_Work order_. Go line by line through the data and copy those with the word "PreKeyBundle".

(Collected data)
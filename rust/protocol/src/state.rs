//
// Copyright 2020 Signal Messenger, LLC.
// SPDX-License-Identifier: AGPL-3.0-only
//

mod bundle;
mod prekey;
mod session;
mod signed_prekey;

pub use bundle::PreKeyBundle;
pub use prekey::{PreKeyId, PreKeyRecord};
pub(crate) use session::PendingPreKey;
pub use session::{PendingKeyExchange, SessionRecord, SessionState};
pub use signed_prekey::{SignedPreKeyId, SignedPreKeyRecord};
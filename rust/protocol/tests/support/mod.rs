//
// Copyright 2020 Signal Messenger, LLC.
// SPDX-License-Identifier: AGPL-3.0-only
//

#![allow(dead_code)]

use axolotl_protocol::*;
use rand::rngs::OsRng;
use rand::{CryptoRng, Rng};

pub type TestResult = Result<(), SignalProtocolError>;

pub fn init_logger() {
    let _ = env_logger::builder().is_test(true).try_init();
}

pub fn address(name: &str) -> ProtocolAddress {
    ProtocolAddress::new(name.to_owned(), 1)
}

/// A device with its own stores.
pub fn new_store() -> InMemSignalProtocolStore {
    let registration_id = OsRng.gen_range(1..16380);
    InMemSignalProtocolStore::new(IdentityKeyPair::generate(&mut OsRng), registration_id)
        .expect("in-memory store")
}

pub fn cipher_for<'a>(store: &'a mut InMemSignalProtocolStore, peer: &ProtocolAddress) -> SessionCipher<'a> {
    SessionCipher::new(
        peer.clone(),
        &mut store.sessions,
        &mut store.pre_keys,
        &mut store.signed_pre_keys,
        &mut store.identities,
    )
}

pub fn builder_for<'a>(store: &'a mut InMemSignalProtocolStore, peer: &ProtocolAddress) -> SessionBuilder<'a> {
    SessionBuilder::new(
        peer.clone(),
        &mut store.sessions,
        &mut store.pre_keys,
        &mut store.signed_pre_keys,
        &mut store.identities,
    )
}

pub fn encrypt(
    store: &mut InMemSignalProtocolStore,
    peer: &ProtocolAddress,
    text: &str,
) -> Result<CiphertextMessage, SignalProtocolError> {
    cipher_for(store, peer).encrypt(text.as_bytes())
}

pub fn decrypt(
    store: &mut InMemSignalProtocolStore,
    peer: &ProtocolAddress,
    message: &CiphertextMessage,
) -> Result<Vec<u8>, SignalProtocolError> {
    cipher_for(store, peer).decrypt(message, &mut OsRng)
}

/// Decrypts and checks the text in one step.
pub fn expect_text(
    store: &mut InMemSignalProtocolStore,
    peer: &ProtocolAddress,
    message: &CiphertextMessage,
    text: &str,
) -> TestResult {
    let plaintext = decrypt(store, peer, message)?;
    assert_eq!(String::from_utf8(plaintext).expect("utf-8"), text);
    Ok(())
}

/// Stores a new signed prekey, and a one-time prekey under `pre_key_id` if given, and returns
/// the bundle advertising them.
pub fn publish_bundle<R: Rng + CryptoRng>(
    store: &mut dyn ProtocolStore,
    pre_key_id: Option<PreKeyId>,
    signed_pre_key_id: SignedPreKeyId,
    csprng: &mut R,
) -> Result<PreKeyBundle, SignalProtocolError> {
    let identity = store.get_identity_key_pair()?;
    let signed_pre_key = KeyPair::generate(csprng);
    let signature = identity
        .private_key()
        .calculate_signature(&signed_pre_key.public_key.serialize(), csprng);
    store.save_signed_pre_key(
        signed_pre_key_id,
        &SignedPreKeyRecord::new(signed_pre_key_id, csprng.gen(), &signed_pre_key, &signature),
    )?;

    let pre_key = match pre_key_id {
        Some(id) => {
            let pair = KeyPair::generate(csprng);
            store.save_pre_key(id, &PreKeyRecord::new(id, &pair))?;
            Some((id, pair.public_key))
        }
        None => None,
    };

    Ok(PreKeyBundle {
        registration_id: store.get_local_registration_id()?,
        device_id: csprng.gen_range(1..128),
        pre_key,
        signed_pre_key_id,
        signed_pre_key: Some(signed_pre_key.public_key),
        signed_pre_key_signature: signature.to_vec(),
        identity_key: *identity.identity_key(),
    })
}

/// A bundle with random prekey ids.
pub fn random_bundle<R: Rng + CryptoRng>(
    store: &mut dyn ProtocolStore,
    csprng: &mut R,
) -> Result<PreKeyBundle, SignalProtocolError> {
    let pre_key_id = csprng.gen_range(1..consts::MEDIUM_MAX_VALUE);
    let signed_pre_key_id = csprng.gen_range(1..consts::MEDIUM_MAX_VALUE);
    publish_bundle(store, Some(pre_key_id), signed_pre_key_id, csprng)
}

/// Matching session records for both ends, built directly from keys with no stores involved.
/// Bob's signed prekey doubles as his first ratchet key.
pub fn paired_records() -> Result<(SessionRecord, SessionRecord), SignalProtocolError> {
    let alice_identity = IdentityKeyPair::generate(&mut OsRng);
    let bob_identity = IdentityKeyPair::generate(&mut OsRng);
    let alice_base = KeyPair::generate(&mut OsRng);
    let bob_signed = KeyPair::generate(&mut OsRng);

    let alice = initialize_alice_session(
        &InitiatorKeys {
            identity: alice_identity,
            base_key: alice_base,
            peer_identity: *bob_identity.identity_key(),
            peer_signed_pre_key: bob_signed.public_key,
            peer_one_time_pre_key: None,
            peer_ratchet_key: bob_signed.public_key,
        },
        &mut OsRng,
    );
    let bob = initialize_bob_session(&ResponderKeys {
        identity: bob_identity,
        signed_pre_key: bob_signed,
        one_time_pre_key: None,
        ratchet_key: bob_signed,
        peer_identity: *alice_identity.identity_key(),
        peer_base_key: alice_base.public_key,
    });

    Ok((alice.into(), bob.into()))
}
...
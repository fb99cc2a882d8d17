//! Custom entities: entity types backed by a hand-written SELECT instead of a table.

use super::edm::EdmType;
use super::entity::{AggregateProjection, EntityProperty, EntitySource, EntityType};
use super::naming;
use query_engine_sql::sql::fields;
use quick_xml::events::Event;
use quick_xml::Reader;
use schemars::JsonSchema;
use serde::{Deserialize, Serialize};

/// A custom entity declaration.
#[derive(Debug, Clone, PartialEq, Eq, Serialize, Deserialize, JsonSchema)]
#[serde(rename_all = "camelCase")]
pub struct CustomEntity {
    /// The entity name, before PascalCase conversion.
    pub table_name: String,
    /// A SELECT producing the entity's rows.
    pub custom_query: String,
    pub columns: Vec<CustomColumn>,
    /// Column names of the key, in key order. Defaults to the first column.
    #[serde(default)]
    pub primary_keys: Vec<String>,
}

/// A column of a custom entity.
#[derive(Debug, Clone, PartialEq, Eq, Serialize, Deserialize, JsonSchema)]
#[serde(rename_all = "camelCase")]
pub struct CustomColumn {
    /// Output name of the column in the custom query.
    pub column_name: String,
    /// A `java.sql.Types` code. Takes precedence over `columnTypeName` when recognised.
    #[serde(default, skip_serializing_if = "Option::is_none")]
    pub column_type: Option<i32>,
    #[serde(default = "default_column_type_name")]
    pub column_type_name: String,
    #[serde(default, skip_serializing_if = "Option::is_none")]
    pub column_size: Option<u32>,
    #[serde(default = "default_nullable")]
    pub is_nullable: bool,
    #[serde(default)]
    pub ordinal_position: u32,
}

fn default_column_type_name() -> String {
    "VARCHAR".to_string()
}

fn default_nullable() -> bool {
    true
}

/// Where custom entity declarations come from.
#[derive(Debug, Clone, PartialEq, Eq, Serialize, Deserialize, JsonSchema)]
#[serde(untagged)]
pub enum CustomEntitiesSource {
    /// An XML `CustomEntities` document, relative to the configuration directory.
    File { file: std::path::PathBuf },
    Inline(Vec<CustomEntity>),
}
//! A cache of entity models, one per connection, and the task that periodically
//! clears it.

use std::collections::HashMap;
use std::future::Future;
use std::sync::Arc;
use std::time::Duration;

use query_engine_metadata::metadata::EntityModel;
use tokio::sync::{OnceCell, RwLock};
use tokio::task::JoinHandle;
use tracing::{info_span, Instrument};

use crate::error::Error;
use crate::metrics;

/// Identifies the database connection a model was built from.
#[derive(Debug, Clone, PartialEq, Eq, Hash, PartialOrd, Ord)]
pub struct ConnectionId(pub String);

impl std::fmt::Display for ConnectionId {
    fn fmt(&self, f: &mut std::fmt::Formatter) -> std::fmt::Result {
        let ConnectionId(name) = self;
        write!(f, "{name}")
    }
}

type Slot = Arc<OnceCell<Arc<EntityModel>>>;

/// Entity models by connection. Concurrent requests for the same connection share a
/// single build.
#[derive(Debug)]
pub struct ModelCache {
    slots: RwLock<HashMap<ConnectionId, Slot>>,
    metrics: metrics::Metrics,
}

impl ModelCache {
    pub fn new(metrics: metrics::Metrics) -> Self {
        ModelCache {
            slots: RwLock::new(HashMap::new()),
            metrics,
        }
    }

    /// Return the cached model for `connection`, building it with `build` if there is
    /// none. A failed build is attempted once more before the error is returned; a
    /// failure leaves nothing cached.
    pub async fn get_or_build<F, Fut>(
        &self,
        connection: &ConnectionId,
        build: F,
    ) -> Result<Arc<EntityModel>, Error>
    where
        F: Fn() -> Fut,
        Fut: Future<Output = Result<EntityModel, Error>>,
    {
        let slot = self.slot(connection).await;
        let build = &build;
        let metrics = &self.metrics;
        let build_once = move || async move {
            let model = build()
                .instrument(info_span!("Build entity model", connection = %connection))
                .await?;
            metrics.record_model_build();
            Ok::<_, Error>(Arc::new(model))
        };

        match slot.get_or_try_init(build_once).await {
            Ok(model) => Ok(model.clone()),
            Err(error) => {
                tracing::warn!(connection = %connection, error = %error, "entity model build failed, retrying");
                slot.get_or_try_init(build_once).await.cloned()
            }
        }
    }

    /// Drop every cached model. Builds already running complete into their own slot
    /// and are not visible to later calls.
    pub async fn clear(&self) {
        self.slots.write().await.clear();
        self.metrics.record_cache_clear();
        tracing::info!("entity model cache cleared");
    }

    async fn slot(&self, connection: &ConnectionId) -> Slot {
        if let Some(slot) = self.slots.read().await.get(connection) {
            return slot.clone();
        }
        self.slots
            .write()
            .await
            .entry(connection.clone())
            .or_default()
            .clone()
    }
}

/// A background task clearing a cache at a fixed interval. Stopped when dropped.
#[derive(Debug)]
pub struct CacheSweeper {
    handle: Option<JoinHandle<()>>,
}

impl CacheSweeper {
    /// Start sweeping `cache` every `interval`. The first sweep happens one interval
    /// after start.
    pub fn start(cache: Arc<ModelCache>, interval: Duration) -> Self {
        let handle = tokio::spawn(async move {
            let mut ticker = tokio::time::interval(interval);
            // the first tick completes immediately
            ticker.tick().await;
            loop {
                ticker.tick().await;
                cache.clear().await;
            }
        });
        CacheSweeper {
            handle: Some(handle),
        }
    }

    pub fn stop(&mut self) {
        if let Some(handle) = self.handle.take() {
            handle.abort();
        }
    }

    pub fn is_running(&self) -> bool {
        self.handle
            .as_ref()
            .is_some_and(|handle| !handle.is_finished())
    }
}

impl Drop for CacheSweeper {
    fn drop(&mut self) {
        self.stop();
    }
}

_Written response_.
pub use bundle::PreKeyBundle;
) -> Result<PreKeyBundle, SignalProtocolError> {
    Ok(PreKeyBundle {
) -> Result<PreKeyBundle, SignalProtocolError> {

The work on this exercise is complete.